What is needed
Please return each record exactly as it stands.

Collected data
★ ★ ★ ★

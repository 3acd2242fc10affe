use crate::SessionRegistry;

#[tokio::test]
async fn test_unknown_user_has_no_sessions() {
    let registry = SessionRegistry::new();
    assert!(registry.list("nobody").await.is_empty());
}

#[tokio::test]
async fn test_add_keeps_insertion_order_and_dedupes() {
    let registry = SessionRegistry::new();

    registry.add("alice", "s2").await;
    registry.add("alice", "s1").await;
    registry.add("alice", "s2").await;

    assert_eq!(registry.list("alice").await, vec!["s2", "s1"]);
}

#[tokio::test]
async fn test_sessions_are_per_user() {
    let registry = SessionRegistry::new();

    registry.add("alice", "s1").await;
    registry.add("bob", "s2").await;

    assert_eq!(registry.list("alice").await, vec!["s1"]);
    assert_eq!(registry.list("bob").await, vec!["s2"]);
}

#[tokio::test]
async fn test_remove_is_idempotent() {
    let registry = SessionRegistry::new();
    registry.add("alice", "s1").await;
    registry.add("alice", "s2").await;

    registry.remove("alice", "s1").await;
    registry.remove("alice", "s1").await;
    registry.remove("nobody", "s1").await;

    assert_eq!(registry.list("alice").await, vec!["s2"]);
}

★ ★ ★ ★

Response area
repository 3acd2242fc10affe
use crate::SessionRegistry;

#[tokio::test]
async fn test_unknown_user_has_no_sessions() {
    let registry = SessionRegistry::new();
    assert!(registry.list("nobody").await.is_empty());
}

#[tokio::test]
async fn test_add_keeps_insertion_order_and_dedupes() {
    let registry = SessionRegistry::new();

    registry.add("alice", "s2").await;
    registry.add("alice", "s1").await;
    registry.add("alice", "s2").await;

    assert_eq!(registry.list("alice").await, vec!["s2", "s1"]);
}

#[tokio::test]
async fn test_sessions_are_per_user() {
    let registry = SessionRegistry::new();

    registry.add("alice", "s1").await;
    registry.add("bob", "s2").await;

    assert_eq!(registry.list("alice").await, vec!["s1"]);
    assert_eq!(registry.list("bob").await, vec!["s2"]);
}

#[tokio::test]
async fn test_remove_is_idempotent() {
    let registry = SessionRegistry::new();
    registry.add("alice", "s1").await;
    registry.add("alice", "s2").await;

    registry.remove("alice", "s1").await;
    registry.remove("alice", "s1").await;
    registry.remove("nobody", "s1").await;

    assert_eq!(registry.list("alice").await, vec!["s2"]);
}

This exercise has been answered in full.